99% of my films are printed on super-B sized film, 13x19 inches. I have been storing these in 15x20 kraft envelopes up until now and have just been stacking them on a shelf I built. I am starting to get to the point where there are simply too many jobs to be able to quickly find the correct envelop for repeat jobs, even though they are well sorted, since I have to thumb through a stack to find them. I would like to consolidate both the films and any additional paperwork into a single hanging folder with a visible label poking out the top like a standard filing system if possible, but I am having no luck finding hanging folders large enough to hold the films. I have found 14x18 ledger size, but none that are 19in or wider. Anyone have any idea where to look for these?

Does anyone have a film storage system that can also incorporate other paper work and is quick to reference. The envelopes just aren't cutting it anymore.


----------



## scg (Aug 11, 2009)

We searched high and low for hanging folders that size with no luck. Ended up buying X-ray folders and put a sticky tab on top for easy filing. Have to trim and inch off the films but it works.


----------



## PhilR (May 3, 2011)

I've started using a binder punch to put holes in my films, then I just hang them from a pair of square hooks screwed into the wall.


----------



## aztecj (Jun 13, 2007)

I am working on making this folder so its available for screen printers. Let me know how you want them.


----------



## johnchesley (Jan 26, 2008)

Call 1-800-447-2322. This company bought Pathfinder Vue-file. I have been storing 13 x 19 films with folders that they provided and it works very well.


----------



## Jeramie (2 mo ago)

aztecj said:


> I am working on making this folder so its available for screen printers. Let me know how you want them.
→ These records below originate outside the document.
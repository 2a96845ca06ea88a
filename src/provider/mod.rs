//! Text-generation providers: the adapter boundary, retry policy,
//! fallback chain and config-driven registry.

pub mod adapter;
pub mod fallback;
pub mod registry;
pub mod retry;

pub use adapter::{ApiGenerator, GenerationError, TextGenerator};
pub use fallback::FallbackChain;
pub use registry::{ProviderHealth, ProviderRegistry};
pub use retry::{RetryPolicy, Retryable};
//! Server-side text-to-speech with a client-side fallback directive.
//!
//! Synthesis is best-effort: [`SpeechService::speak`] never errors.  When
//! the server-side synthesizer is absent, disabled, or fails after its
//! retry budget, the reply carries a [`ClientTtsDirective`] telling the UI
//! to synthesize locally with the browser's speech API instead.

use std::sync::Arc;

use async_trait::async_trait;
use serde::{Deserialize, Serialize};
use thiserror::Error;

use crate::config::SpeechConfig;
use crate::provider::{RetryPolicy, Retryable};

// ---------------------------------------------------------------------------
// SpeechError
// ---------------------------------------------------------------------------

/// Errors a synthesis provider can produce.
#[derive(Debug, Error)]
pub enum SpeechError {
    /// HTTP 429: retryable with backoff, bounded.
    #[error("speech provider rate limited the request")]
    RateLimited,

    /// Anything else: transport failure, bad status, unusable payload.
    #[error("speech provider unavailable: {0}")]
    Unavailable(String),
}

impl Retryable for SpeechError {
    fn is_retryable(&self) -> bool {
        matches!(self, SpeechError::RateLimited)
    }
}

// ---------------------------------------------------------------------------
// VoiceParams / SpeechSynthesizer
// ---------------------------------------------------------------------------

/// Voice selection passed with every synthesis call.
#[derive(Debug, Clone)]
pub struct VoiceParams {
    pub voice: String,
    pub language_code: String,
    pub speaking_rate: f32,
}

impl From<&SpeechConfig> for VoiceParams {
    fn from(config: &SpeechConfig) -> Self {
        Self {
            voice: config.voice.clone(),
            language_code: config.language_code.clone(),
            speaking_rate: config.speaking_rate,
        }
    }
}

/// Async trait for text-to-speech backends.
#[async_trait]
pub trait SpeechSynthesizer: Send + Sync {
    async fn synthesize(&self, text: &str, voice: &VoiceParams) -> Result<Vec<u8>, SpeechError>;
}

// ---------------------------------------------------------------------------
// ApiSynthesizer
// ---------------------------------------------------------------------------

/// Calls an OpenAI-compatible `/v1/audio/speech` endpoint and returns the
/// raw audio bytes.
pub struct ApiSynthesizer {
    client: reqwest::Client,
    config: SpeechConfig,
}

impl ApiSynthesizer {
    pub fn from_config(config: &SpeechConfig) -> Self {
        let client = reqwest::Client::builder()
            .timeout(std::time::Duration::from_secs(config.timeout_secs))
            .build()
            .unwrap_or_else(|_| reqwest::Client::new());

        Self {
            client,
            config: config.clone(),
        }
    }
}

#[async_trait]
impl SpeechSynthesizer for ApiSynthesizer {
    async fn synthesize(&self, text: &str, voice: &VoiceParams) -> Result<Vec<u8>, SpeechError> {
        let url = format!("{}/v1/audio/speech", self.config.base_url);

        let body = serde_json::json!({
            "input": text,
            "voice": voice.voice,
            "speed": voice.speaking_rate,
        });

        let mut req = self.client.post(&url).json(&body);

        let key = self.config.api_key.as_deref().unwrap_or("");
        if !key.is_empty() {
            req = req.bearer_auth(key);
        }

        let response = req
            .send()
            .await
            .map_err(|e| SpeechError::Unavailable(e.to_string()))?;

        let status = response.status();
        if status.as_u16() == 429 {
            return Err(SpeechError::RateLimited);
        }
        if !status.is_success() {
            return Err(SpeechError::Unavailable(format!("HTTP {status}")));
        }

        let bytes = response
            .bytes()
            .await
            .map_err(|e| SpeechError::Unavailable(e.to_string()))?;

        if bytes.is_empty() {
            return Err(SpeechError::Unavailable("empty audio payload".into()));
        }

        Ok(bytes.to_vec())
    }
}

// ---------------------------------------------------------------------------
// SpeechOutput / ClientTtsDirective
// ---------------------------------------------------------------------------

/// Instructs the client to synthesize speech locally.  A first-class result
/// variant, not an error.
#[derive(Debug, Clone, PartialEq, Serialize, Deserialize)]
#[serde(rename_all = "camelCase")]
pub struct ClientTtsDirective {
    pub text: String,
    pub rate: f32,
    pub pitch: f32,
}

impl ClientTtsDirective {
    /// The fixed fallback voice: slightly slowed, natural pitch.
    pub fn for_text(text: impl Into<String>) -> Self {
        Self {
            text: text.into(),
            rate: 0.8,
            pitch: 1.0,
        }
    }
}

/// Audio for a reply.  Consumers must match on the variant before treating
/// the payload as bytes.
#[derive(Debug, Clone)]
pub enum SpeechOutput {
    /// Server-synthesized audio, ready to play.
    Audio(Vec<u8>),
    /// No server audio; the client synthesizes from the directive.
    ClientFallback(ClientTtsDirective),
}

// ---------------------------------------------------------------------------
// SpeechService
// ---------------------------------------------------------------------------

/// Wraps an optional synthesizer behind the never-fails `speak` call.
pub struct SpeechService {
    synthesizer: Option<Arc<dyn SpeechSynthesizer>>,
    voice: VoiceParams,
    retry: RetryPolicy,
}

impl SpeechService {
    pub fn new(synthesizer: Option<Arc<dyn SpeechSynthesizer>>, voice: VoiceParams) -> Self {
        Self {
            synthesizer,
            voice,
            retry: RetryPolicy::speech_synthesis(),
        }
    }

    /// A service that always answers with the client fallback.
    pub fn client_only(voice: VoiceParams) -> Self {
        Self::new(None, voice)
    }

    /// Synthesize `text`, falling back to a client directive on any failure.
    pub async fn speak(&self, text: &str) -> SpeechOutput {
        let Some(synthesizer) = &self.synthesizer else {
            return SpeechOutput::ClientFallback(ClientTtsDirective::for_text(text));
        };

        match self
            .retry
            .run(|| synthesizer.synthesize(text, &self.voice))
            .await
        {
            Ok(audio) => SpeechOutput::Audio(audio),
            Err(err) => {
                log::warn!("speech: synthesis failed, directing client fallback: {err}");
                SpeechOutput::ClientFallback(ClientTtsDirective::for_text(text))
            }
        }
    }
}

// ---------------------------------------------------------------------------
// Tests
// ---------------------------------------------------------------------------

#[cfg(test)]
mod tests {
    use super::*;
    use std::sync::atomic::{AtomicU32, Ordering};
    use std::time::Duration;

    struct AlwaysAudio;

    #[async_trait]
    impl SpeechSynthesizer for AlwaysAudio {
        async fn synthesize(&self, _: &str, _: &VoiceParams) -> Result<Vec<u8>, SpeechError> {
            Ok(vec![1, 2, 3])
        }
    }

    struct AlwaysFails {
        make: fn() -> SpeechError,
        calls: Arc<AtomicU32>,
    }

    #[async_trait]
    impl SpeechSynthesizer for AlwaysFails {
        async fn synthesize(&self, _: &str, _: &VoiceParams) -> Result<Vec<u8>, SpeechError> {
            self.calls.fetch_add(1, Ordering::SeqCst);
            Err((self.make)())
        }
    }

    fn voice() -> VoiceParams {
        VoiceParams::from(&SpeechConfig::default())
    }

    #[tokio::test]
    async fn working_synthesizer_returns_audio() {
        let service = SpeechService::new(Some(Arc::new(AlwaysAudio)), voice());
        match service.speak("hello").await {
            SpeechOutput::Audio(bytes) => assert_eq!(bytes, vec![1, 2, 3]),
            SpeechOutput::ClientFallback(_) => panic!("expected server audio"),
        }
    }

    #[tokio::test]
    async fn missing_synthesizer_directs_client_fallback() {
        let service = SpeechService::client_only(voice());
        match service.speak("read this aloud").await {
            SpeechOutput::ClientFallback(d) => {
                assert_eq!(d.text, "read this aloud");
                assert_eq!(d.rate, 0.8);
                assert_eq!(d.pitch, 1.0);
            }
            SpeechOutput::Audio(_) => panic!("no synthesizer configured"),
        }
    }

    #[tokio::test(start_paused = true)]
    async fn rate_limit_burns_retry_budget_then_falls_back() {
        let calls = Arc::new(AtomicU32::new(0));
        let service = SpeechService::new(
            Some(Arc::new(AlwaysFails {
                make: || SpeechError::RateLimited,
                calls: Arc::clone(&calls),
            })),
            voice(),
        );

        let started = tokio::time::Instant::now();
        let output = service.speak("hello").await;

        assert!(matches!(output, SpeechOutput::ClientFallback(_)));
        assert_eq!(calls.load(Ordering::SeqCst), 3);
        // 3 s before attempt 2, 6 s before attempt 3.
        assert_eq!(started.elapsed(), Duration::from_secs(9));
    }

    #[tokio::test]
    async fn unavailable_falls_back_without_retry() {
        let calls = Arc::new(AtomicU32::new(0));
        let service = SpeechService::new(
            Some(Arc::new(AlwaysFails {
                make: || SpeechError::Unavailable("down".into()),
                calls: Arc::clone(&calls),
            })),
            voice(),
        );

        let output = service.speak("hello").await;
        assert!(matches!(output, SpeechOutput::ClientFallback(_)));
        assert_eq!(calls.load(Ordering::SeqCst), 1);
    }

    #[test]
    fn directive_serializes_camel_case() {
        let json = serde_json::to_value(ClientTtsDirective::for_text("hi")).unwrap();
        assert_eq!(json["text"], "hi");
        // f32 fields round-trip through f64 in serde_json.
        assert_eq!(json["rate"].as_f64().unwrap() as f32, 0.8);
        assert_eq!(json["pitch"].as_f64().unwrap() as f32, 1.0);
    }
}
//! Rule-based emotion tagging for tutor replies.
//!
//! The avatar/voice layer in the UI uses the tag to pick an expression.
//! Rules are checked in a fixed order; the first match wins.

use serde::{Deserialize, Serialize};

// ---------------------------------------------------------------------------
// EmotionTag
// ---------------------------------------------------------------------------

/// Derived per reply, never stored.
#[derive(Debug, Clone, Copy, PartialEq, Eq, Serialize, Deserialize)]
#[serde(rename_all = "lowercase")]
pub enum EmotionTag {
    Neutral,
    Thoughtful,
    Happy,
    Excited,
    Concerned,
}

impl EmotionTag {
    /// Wire-format label, matching the serde representation.
    pub fn label(&self) -> &'static str {
        match self {
            EmotionTag::Neutral => "neutral",
            EmotionTag::Thoughtful => "thoughtful",
            EmotionTag::Happy => "happy",
            EmotionTag::Excited => "excited",
            EmotionTag::Concerned => "concerned",
        }
    }
}

const THOUGHTFUL_WORDS: &[&str] = &["how", "why", "what", "explain"];
const HAPPY_WORDS: &[&str] = &["thanks", "thank", "appreciate"];
const EXCITED_WORDS: &[&str] = &["amazing", "wow", "cool", "awesome"];

/// Pick an emotion for a reply, in rule order:
///
/// 1. Response mentions "error" or "sorry" → Concerned.
/// 2. Query asks how/why/what/explain → Thoughtful.
/// 3. Query expresses gratitude → Happy.
/// 4. Query expresses excitement → Excited.
/// 5. Otherwise → Neutral.
pub fn classify(query: &str, response: &str) -> EmotionTag {
    let query = query.to_lowercase();
    let response = response.to_lowercase();

    if response.contains("error") || response.contains("sorry") {
        return EmotionTag::Concerned;
    }
    if THOUGHTFUL_WORDS.iter().any(|w| query.contains(w)) {
        return EmotionTag::Thoughtful;
    }
    if HAPPY_WORDS.iter().any(|w| query.contains(w)) {
        return EmotionTag::Happy;
    }
    if EXCITED_WORDS.iter().any(|w| query.contains(w)) {
        return EmotionTag::Excited;
    }
    EmotionTag::Neutral
}

// ---------------------------------------------------------------------------
// Tests
// ---------------------------------------------------------------------------
//! Secondary artifacts derived from generated text: emotion tags and
//! structured study notes.  Speech synthesis lives in [`crate::speech`].

pub mod emotion;
pub mod notes;

pub use emotion::EmotionTag;
pub use notes::{StructuredNotes, MAX_KEY_POINTS};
Would love to have them just like the 11x17 hanging folders


----------



## foobadapit (1 mo ago)

Hanging folders would get really heavy. we put them in 15x20 kraft envelope and store them in half size storage bins then store about 100 jobs each and mark the job numbers ex 1000-1100 on the side of the bin.
Then move the job forward to the new job number when the customer reorders.


----------